Boosters and donations. Barron has been heavily committed to garnering more alumni donations and gifts. In an interview in February with the FSView, Barron stated that he is determined to raise copious amounts of money for FSU programs. “I want to beat all the records,” Barron said. “I’m not competitive, though, but I do want to beat all the records,” Barron said. 62 universities right now have billion-dollar endowments; it’s time to be in that company. That can have a tremendous impact on our programs.” FSU’s budget deficit sparks the question about whether FSU will have to rely more heavily on controversial controlled donations, such as the recent Koch Charitable Foundation donation where the donor arguably has some say on how the money is used, down to deciding which professors can teach and eliminating those who do not meet the donor’s standards. For students, the raise in tuition and losses in Bright Futures scholarships has not been received well.
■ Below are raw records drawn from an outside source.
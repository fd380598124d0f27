use std::fs;
use std::io;
use std::path::{Path, PathBuf};

use serde::Deserialize;

use crate::models::{OptionLabel, Question};

#[derive(Debug, thiserror::Error)]
pub enum LoadError {
    #[error("failed to read {}: {source}", .path.display())]
    Read {
        path: PathBuf,
        #[source]
        source: io::Error,
    },

    #[error("failed to parse {}: {source}", .path.display())]
    Parse {
        path: PathBuf,
        #[source]
        source: serde_json::Error,
    },
}

/// A question row as exported from storage. Ids and timestamps are optional
/// so hand-written files work too.
#[derive(Debug, Deserialize)]
struct QuestionRow {
    question: String,
    option_a: String,
    option_b: String,
    option_c: String,
    option_d: String,
    correct_answer: OptionLabel,
    #[serde(default)]
    order_number: u32,
}

impl From<QuestionRow> for Question {
    fn from(row: QuestionRow) -> Self {
        Self {
            question_text: row.question,
            options: [row.option_a, row.option_b, row.option_c, row.option_d],
            correct_answer: row.correct_answer,
            order_number: row.order_number,
        }
    }
}

pub fn load_test_text<P: AsRef<Path>>(path: P) -> Result<String, LoadError> {
    let path = path.as_ref();
    fs::read_to_string(path).map_err(|source| LoadError::Read {
        path: path.to_path_buf(),
        source,
    })
}

/// Reads a JSON array of question rows, ordered by `order_number` (file
/// order for rows without one).
pub fn load_question_rows<P: AsRef<Path>>(path: P) -> Result<Vec<Question>, LoadError> {
    let path = path.as_ref();
    let json_content = load_test_text(path)?;

    let rows: Vec<QuestionRow> =
        serde_json::from_str(&json_content).map_err(|source| LoadError::Parse {
            path: path.to_path_buf(),
            source,
        })?;

    let mut questions: Vec<Question> = rows.into_iter().map(Question::from).collect();
    questions.sort_by_key(|question| question.order_number);
    Ok(questions)
}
Reed Schlesinger, a senior from Boca Raton, said that, in order to stay financially stable, he would have to pick up

more hours at the law firm where he works. “I feel that is going to hurt a lot of students who can’t afford their education, because they will have to obtain jobs, which will give them less time to study for their classes,” said Schlesinger. The strain is even harder on out-of-state students. On top of paying full tuition without a Bright Futures scholarship, they face an additional 8 percent increase in tuition price on top of the mandatory 8 percent raise. Logan Rees is an out-ofstate senior majoring in film. He said that he feels that it is unfair for him to have to pay so much when the film school can’t afford to provide him with enough equipment to make a movie. “I feel like I’m getting cheated, because I am paying so much more than everyone, but then I’m not getting everything I need to make my movie,” Rees said. With a large number of majors being cut, offices giving up phones to lessen the budget and advising for majors being cut or merged, students have been feeling like their education is being compromised and is not complete.